Because Trump touted it as a possible treatment for the Chinese / Wuhan
/ Covid-19 Virus (“the Virus”). It’s a
drug that’s so old it’s available in generic form and therefore is cheap, has
been used for malaria, is currently used for arthritis and other ailments, and was
even used to treat SARS. It also has few side effects, and can even be used by pregnant women. Trump was very enthusiastic
about the drug, but also somewhat guarded, describing it as “encouraging” and “exciting” and saying it “could
be a game-changer but maybe not” and “we really hope” this is going to work as
we move toward a vaccine. Nor did Trump
pull the drug out of thin air: doctors were already prescribing Hydroxy for
the Virus in other countries and even in the U.S. (Remember, this is a prescription drug;
individuals can’t run out and buy it at the local pharmacy.) And there was even a published French study
showing its benefits.
But
never mind all that. Trump said it could
work, and even said that he thought it will work, and that’s all it took. The media (or much of it) instantly became
obsessed with discrediting the drug. And
their quest to defeat Trump and prove him wrong received a boost, as a WaPo
headline recently and victoriously proclaimed: “Anti-malarial drug Trump touted is
linked to higher rates of death in VA coronavirus patients, study says.”
To his
credit, the WaPo author did disclose that the study was an “observational study
of outcomes” and was not a “randomized, placebo-controlled” study. He further disclosed that the study was not even
published, but was posted on a website, a “clearing house for academic studies.” But what I didn’t see in the article—and if I missed it, I will happily correct or even remove this blog post—is this
quote from the study itself:
[In the study],
hydroxychloroquine, with or without azithromycin, was more likely to be
prescribed to patients with more severe disease, as assessed by baseline
ventilatory status and metabolic and hematologic parameters. Thus, as
expected, increased mortality was observed in patients treated with
hydroxychloroquine, both with and without azithromycin. . . . .
The
study then goes on to discuss the three experimental groups in greater nuance, including
distinctions between the Hydroxy-only group and the combination-drug group
(Hydroxy and azithromycin), which is the drug cocktail that Trump often
discussed. You should read the study and decide for yourself. However, the above
block quote from the study itself sheds some light on why death rates were higher for those treated
with Hydroxy, as the article’s headline enthusiastically conveyed. Further, this study’s limitations
including (thus far) its lack of publication, seems to put it (at best) into
the same category of the French study cited by Trump. Trump’s critics were quick to call the French study
“anecdotal”—which is actually not an accurate label for a published study—yet
seem oddly enthusiastic about the VA study.
In
addition to the WaPo article, countless other reports went much further. One elitist publication, The New Yorker,
claimed that by merely discussing Hydroxy, “Trump’s quackery was at once eccentric and
terrifying[.]” (That’s right, the author was terrified by the discussion of a possible treatment for the Virus.) It also cited Trump’s “scorn
for rigorous science” while completely failing to grasp this reality: In a pandemic, doctors must make decisions for severely ill patients based on the best
available information at that time.
Unlike the coastal elites and the journalists, doctors cannot wait for expensive, time-consuming, randomized,
controlled, peer-reviewed studies while their patients get sicker and sicker. The failure to grasp this distinction is the underlying
flaw in the sometimes true, but often irrelevant, journalistic cry that “there
is no evidence for that!” when challenging Trump on anything and everything Virus-related.
Hydroxy
is currently the subject of several ongoing gold-standard studies. That makes the media’s obsession with
Hydroxy, and its giddiness over this unpublished VA study, very risky. It’s sort of like when Marquette
is up by five points at halftime over the Badgers.

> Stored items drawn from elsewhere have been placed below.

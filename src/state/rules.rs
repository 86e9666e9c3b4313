//! Ordered decision rules
//!
//! Each rule inspects the immutable [`FrameInput`] and a read-only view of
//! the engine, and proposes at most one [`Action`]. The engine applies a
//! proposed action before evaluating the next rule, so later rules observe
//! earlier effects (a swipe that starts playback lets an open palm pause
//! it in the same frame).

use serde::{Deserialize, Serialize};

use crate::config::GestureConfig;
use crate::gesture::{HandPose, Motion};

use super::cooldown::Cooldowns;
use super::player::PlayerState;

/// Everything the rules know about one frame
#[derive(Debug, Clone, PartialEq)]
pub struct FrameInput {
    pub timestamp: f64,
    pub face_present: bool,
    pub hand: Option<HandPose>,
    /// Defined only when the previous frame of this hand run exists
    pub motion: Option<Motion>,
}

#[derive(Debug, Clone, Copy, PartialEq, Eq, Serialize, Deserialize)]
#[serde(rename_all = "snake_case")]
pub enum SwipeDirection {
    Next,
    Previous,
}

#[derive(Debug, Clone, Copy, PartialEq, Eq, Serialize, Deserialize)]
#[serde(rename_all = "snake_case")]
pub enum PlaybackToggle {
    Pause,
    Resume,
}

#[derive(Debug, Clone, Copy, PartialEq, Eq, Serialize, Deserialize)]
#[serde(rename_all = "snake_case")]
pub enum SeekDirection {
    Forward,
    /// Restarts the track; the backend is not assumed to seek backward
    Back,
}

/// What a rule asks the engine to do
#[derive(Debug, Clone, Copy, PartialEq, Serialize, Deserialize)]
#[serde(tag = "type", rename_all = "snake_case")]
pub enum Action {
    AutoPause,
    Swipe { direction: SwipeDirection },
    /// `smoothed` is the new accumulator value, not yet clamped
    VolumeSet { smoothed: f64 },
    PauseToggle { toggle: PlaybackToggle },
    Seek { direction: SeekDirection },
    FavoriteToggle,
    AdminModeLabel,
}

/// Read-only engine state visible to rules
pub struct RuleContext<'a> {
    pub config: &'a GestureConfig,
    pub player: &'a PlayerState,
    pub cooldowns: &'a Cooldowns,
    pub smoothed_volume: f64,
    /// A label was already produced earlier in this frame
    pub labeled: bool,
}

pub type Rule = fn(&FrameInput, &RuleContext<'_>) -> Option<Action>;

/// Hand-driven rules in priority order; run only when a hand is present
pub const HAND_RULES: [(&str, Rule); 6] = [
    ("swipe", swipe),
    ("volume", volume),
    ("pause_toggle", pause_toggle),
    ("seek", seek),
    ("favorite", favorite),
    ("admin_mode", admin_mode),
];

/// Pause when nobody has been in front of the camera for too long
pub fn auto_pause(input: &FrameInput, ctx: &RuleContext<'_>) -> Option<Action> {
    let absent = ctx.cooldowns.face_absent_for(input.timestamp);
    (!input.face_present && ctx.player.is_playing() && absent > ctx.config.face_absence_pause_s)
        .then_some(Action::AutoPause)
}

fn swipe(input: &FrameInput, ctx: &RuleContext<'_>) -> Option<Action> {
    let motion = input.motion?;
    if !ctx.player.has_tracks()
        || motion.velocity_x.abs() <= ctx.config.swipe_velocity_px_s
        || !ctx.cooldowns.swipe.ready(input.timestamp)
    {
        return None;
    }

    let direction = if motion.velocity_x > 0.0 {
        SwipeDirection::Next
    } else {
        SwipeDirection::Previous
    };
    Some(Action::Swipe { direction })
}

fn volume(input: &FrameInput, ctx: &RuleContext<'_>) -> Option<Action> {
    let hand = input.hand?;
    if hand.finger_count != 1 || !ctx.player.has_tracks() {
        return None;
    }

    let target = 1.0 - hand.index_tip_y;
    let alpha = ctx.config.volume_smoothing;
    let smoothed = ctx.smoothed_volume * (1.0 - alpha) + target * alpha;
    Some(Action::VolumeSet { smoothed })
}

/// Only fires when the pose disagrees with the current playback state, so
/// holding a pose does not re-trigger.
fn pause_toggle(input: &FrameInput, ctx: &RuleContext<'_>) -> Option<Action> {
    let hand = input.hand?;
    if !ctx.player.has_tracks() {
        return None;
    }

    let toggle = match (hand.finger_count, ctx.player.is_playing()) {
        (n, true) if n >= 4 => PlaybackToggle::Pause,
        (0, false) => PlaybackToggle::Resume,
        _ => return None,
    };
    Some(Action::PauseToggle { toggle })
}

fn seek(input: &FrameInput, ctx: &RuleContext<'_>) -> Option<Action> {
    let hand = input.hand?;
    let motion = input.motion?;
    if hand.finger_count < 2
        || !ctx.player.has_tracks()
        || motion.displacement_x.abs() <= ctx.config.seek_displacement_px
        || !ctx.cooldowns.seek.ready(input.timestamp)
    {
        return None;
    }

    let direction = if motion.displacement_x > 0.0 {
        SeekDirection::Forward
    } else {
        SeekDirection::Back
    };
    Some(Action::Seek { direction })
}

fn favorite(input: &FrameInput, ctx: &RuleContext<'_>) -> Option<Action> {
    let hand = input.hand?;
    (hand.pinch_distance < ctx.config.pinch_threshold
        && ctx.player.has_tracks()
        && ctx.cooldowns.favorite.ready(input.timestamp))
        .then_some(Action::FavoriteToggle)
}

fn admin_mode(input: &FrameInput, ctx: &RuleContext<'_>) -> Option<Action> {
    let hand = input.hand?;
    (hand.finger_count == 2 && !ctx.labeled).then_some(Action::AdminModeLabel)
}

#[cfg(test)]
mod tests {
    use super::*;
    use crate::input::snapshot::Point;
    use crate::playlist::Playlist;
    use std::path::PathBuf;

    fn pose(finger_count: u8) -> HandPose {
        HandPose {
            finger_count,
            pinch_distance: 0.2,
            centroid: Point::new(320.0, 240.0),
            index_tip_y: 0.5,
        }
    }

    fn input(hand: HandPose, motion: Option<Motion>) -> FrameInput {
        FrameInput {
            timestamp: 10.0,
            face_present: true,
            hand: Some(hand),
            motion,
        }
    }

    struct Fixture {
        config: GestureConfig,
        player: PlayerState,
        cooldowns: Cooldowns,
    }

    impl Fixture {
        fn new(playing: bool) -> Self {
            let config = GestureConfig::default();
            let mut player = PlayerState::new(
                Playlist::new(vec![PathBuf::from("a.mp3"), PathBuf::from("b.mp3")]),
                0.7,
            );
            player.set_playing(playing);
            let cooldowns = Cooldowns::new(0.6, 0.6, 0.5);
            Self { config, player, cooldowns }
        }

        fn ctx(&self) -> RuleContext<'_> {
            RuleContext {
                config: &self.config,
                player: &self.player,
                cooldowns: &self.cooldowns,
                smoothed_volume: 0.7,
                labeled: false,
            }
        }
    }

    fn moving(velocity_x: f64, displacement_x: f64) -> Option<Motion> {
        Some(Motion { velocity_x, displacement_x })
    }

    #[test]
    fn test_swipe_threshold_and_direction() {
        let f = Fixture::new(true);
        assert_eq!(swipe(&input(pose(3), moving(999.0, 10.0)), &f.ctx()), None);
        assert_eq!(
            swipe(&input(pose(3), moving(-1500.0, -75.0)), &f.ctx()),
            Some(Action::Swipe { direction: SwipeDirection::Previous })
        );
        assert_eq!(swipe(&input(pose(3), None), &f.ctx()), None);
    }

    #[test]
    fn test_swipe_blocked_by_cooldown() {
        let mut f = Fixture::new(true);
        f.cooldowns.swipe.fire(9.7);
        assert_eq!(swipe(&input(pose(3), moving(4000.0, 200.0)), &f.ctx()), None);
    }

    #[test]
    fn test_pause_toggle_only_on_mismatch() {
        let playing = Fixture::new(true);
        let paused = Fixture::new(false);

        assert_eq!(
            pause_toggle(&input(pose(5), None), &playing.ctx()),
            Some(Action::PauseToggle { toggle: PlaybackToggle::Pause })
        );
        assert_eq!(pause_toggle(&input(pose(5), None), &paused.ctx()), None);
        assert_eq!(
            pause_toggle(&input(pose(0), None), &paused.ctx()),
            Some(Action::PauseToggle { toggle: PlaybackToggle::Resume })
        );
        assert_eq!(pause_toggle(&input(pose(0), None), &playing.ctx()), None);
        assert_eq!(pause_toggle(&input(pose(2), None), &playing.ctx()), None);
    }

    #[test]
    fn test_volume_smoothing_step() {
        let f = Fixture::new(true);
        let mut hand = pose(1);
        hand.index_tip_y = 0.0;
        match volume(&input(hand, None), &f.ctx()) {
            Some(Action::VolumeSet { smoothed }) => {
                assert!((smoothed - (0.7 * 0.95 + 1.0 * 0.05)).abs() < 1e-12)
            }
            other => panic!("unexpected {:?}", other),
        }
        assert_eq!(volume(&input(pose(2), None), &f.ctx()), None);
    }

    #[test]
    fn test_seek_needs_two_fingers_and_distance() {
        let f = Fixture::new(true);
        assert_eq!(seek(&input(pose(1), moving(100.0, 60.0)), &f.ctx()), None);
        assert_eq!(seek(&input(pose(2), moving(100.0, 30.0)), &f.ctx()), None);
        assert_eq!(
            seek(&input(pose(2), moving(100.0, -60.0)), &f.ctx()),
            Some(Action::Seek { direction: SeekDirection::Back })
        );
    }

    #[test]
    fn test_admin_mode_yields_to_earlier_labels() {
        let f = Fixture::new(true);
        let mut ctx = f.ctx();
        assert_eq!(admin_mode(&input(pose(2), None), &ctx), Some(Action::AdminModeLabel));
        ctx.labeled = true;
        assert_eq!(admin_mode(&input(pose(2), None), &ctx), None);
    }

    #[test]
    fn test_auto_pause_requires_playing() {
        let mut playing = Fixture::new(true);
        playing.cooldowns.last_face_seen = Some(7.0);
        let absent = FrameInput {
            timestamp: 10.0,
            face_present: false,
            hand: None,
            motion: None,
        };
        assert_eq!(auto_pause(&absent, &playing.ctx()), Some(Action::AutoPause));

        let mut paused = Fixture::new(false);
        paused.cooldowns.last_face_seen = Some(7.0);
        assert_eq!(auto_pause(&absent, &paused.ctx()), None);
    }
}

I don’t call up Badger fans that I know and start rubbing it in their faces. Why not?
Because the Badgers could
still win the game. Similarly, Hydroxy might prove effective in gold-standard studies. But the media is
filled with such anti-Trump rage—sometimes called Trump Derangement Syndrome—that
they just can’t contain themselves. (My own
position is that I have no idea how the gold-standard Hydroxy studies will turn
out. Just as Trump said, maybe it’ll
work, and maybe it won’t.)
It’s
also funny how Trump’s “hope” is flat-out condemned, while that same “platform of hope” is what propelled Barack Obama into the White House with the media’s standing applause. I guess when you don’t like the guy in office, you want doom and gloom. If the country goes to hell in a hand basket, he’ll be out of office sooner rather than later. I guess, in a twisted way, that is its own form of hope.
On second thought, Trump might be on to something when he calls these media outlets “fake news.”
On second thought, Trump might be on to something when he calls these media outlets “fake news.”